The American Bankers Association’s 2021 Regulatory Compliance Conference (RCC) will be conducted in a virtual format from June 22 to 24, 2021. This year’s program contains a lot of similarities to past programs, but there are notable differences as well. Compliance Resource’s CEO Jack Holzknecht is registered for this year’s event, and will be blogging about the RCC as it progresses.
What Hasn’t Changed
The RCC continues to offer a huge volume of educational opportunities. This year’s conference includes 66 sessions that will be covered in a little over 55 hours. Some of the more interesting session titles include:
- Models: Walking Down a Different Runway;
- Where There is No Truth, There Can Be No Trust: Understanding Bias Risk in Data Management; and
- Policies as a Power Tool: Creating Policies that Get the Job Done.

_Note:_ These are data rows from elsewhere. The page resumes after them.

use config::{Config, ConfigError, Environment, File, FileFormat};
use lanesim_kinematics::Pose;
use lanesim_world::{RankingPolicy, TileKind};
use serde::Deserialize;
use tracing::{error, info};

const DEFAULT_CONFIG_PATH: &str = "config/default.toml";
const CONFIG_PATH_ENV: &str = "LANESIM_CONFIG";

#[derive(Debug, Clone, Deserialize)]
pub struct Settings {
    pub map: MapSettings,
    #[serde(default)]
    pub matching: MatchingSettings,
    #[serde(default)]
    pub robots: Vec<RobotSettings>,
}

#[derive(Debug, Clone, Deserialize)]
pub struct MapSettings {
    #[serde(default = "default_tile_size")]
    pub tile_size: f64,
    #[serde(default)]
    pub tiles: Vec<TileSettings>,
}

#[derive(Debug, Clone, Deserialize)]
pub struct TileSettings {
    pub i: i32,
    pub j: i32,
    pub kind: TileKind,
    /// Counter-clockwise quarter turns.
    #[serde(default)]
    pub rotation: i32,
}

#[derive(Debug, Clone, Default, Deserialize)]
pub struct MatchingSettings {
    #[serde(default)]
    pub policy: RankingPolicy,
    /// Overrides the per-lane half width when set.
    pub lateral_tolerance: Option<f64>,
    /// Stick to the previously matched lane while it still matches.
    #[serde(default)]
    pub continuity: bool,
}

#[derive(Debug, Clone, Deserialize)]
pub struct RobotSettings {
    pub name: String,
    pub wheel_radius: f64,
    pub axle_length: f64,
    pub initial_pose: Pose,
    #[serde(default = "default_upsample")]
    pub upsample: usize,
    pub commands: Vec<CommandSettings>,
}

/// Wheel angular velocities (rad/s) held from `t` until the next command.
#[derive(Debug, Clone, Copy, Deserialize)]
pub struct CommandSettings {
    pub t: f64,
    pub omega_l: f64,
    pub omega_r: f64,
}

fn default_tile_size() -> f64 {
    1.0
}

fn default_upsample() -> usize {
    1
}

/// Loads the settings from `config/default.toml` (or `$LANESIM_CONFIG`),
/// overridden by `LANESIM__`-prefixed environment variables.
pub fn load_settings() -> Result<Settings, ConfigError> {
    let path = std::env::var(CONFIG_PATH_ENV).unwrap_or_else(|_| DEFAULT_CONFIG_PATH.to_string());
    info!("Attempting to load configuration from {}", path);

    let settings = Config::builder()
        .add_source(File::new(&path, FileFormat::Toml).required(true))
        .add_source(Environment::with_prefix("LANESIM").separator("__").try_parsing(true))
        .build()
        .and_then(|config| config.try_deserialize::<Settings>());

    match settings {
        Ok(settings) => {
            info!(
                tiles = settings.map.tiles.len(),
                robots = settings.robots.len(),
                policy = ?settings.matching.policy,
                "Successfully loaded configuration"
            );
            Ok(settings)
        }
        Err(e) => {
            error!("Failed to load configuration: {}", e);
            Err(e)
        }
    }
}

#[cfg(test)]
pub(crate) fn settings_from_toml(source: &str) -> Result<Settings, ConfigError> {
    Config::builder()
        .add_source(File::from_str(source, FileFormat::Toml))
        .build()?
        .try_deserialize()
}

The program includes lots of diversity and fair lending topics, which aligns with priority statements from the Biden Administration.
What Will Be Missed
Mixing and mingling with fellow compliance geeks before, during and after the scheduled sessions was always one of the most enjoyable aspect of the conference. The ABA has made a noble effort to recreate the fellowship in a virtual environment. They have scheduled Table Talk Roundtables, Boardroom Banter sessions, and a networking lounge.
In the past the ABA has made a mighty effort to push attendees into the Exhibitors Marketplace. This year, the virtual Marketplace gets only the briefest mention in the Program schedule.
One Big Advantage
In the previous live conferences, it has been impossible for a single registrant to attend all of the scheduled sessions. In this virtual version all of the sessions are recorded and the recordings will remain available for two months. Please note the ABA is being stingy with the allocation of CE credits.
Oddly, if you sit through 55 hours of sessions you earn 20 CRCM credits. Program materials note that CPE credit is not available for the on-demand sessions or recordings offered after the live conference presentation has concluded. Apparently the ABA has adopted the same approach for its CRCM credits. If you watch a session live on Thursday, you earn credit, but if you watch the recording on Friday, you do not.
Compliance Resource will continue to report, as Jack completes various live and recorded sessions in the coming weeks, on session content, key takeaways and general observations.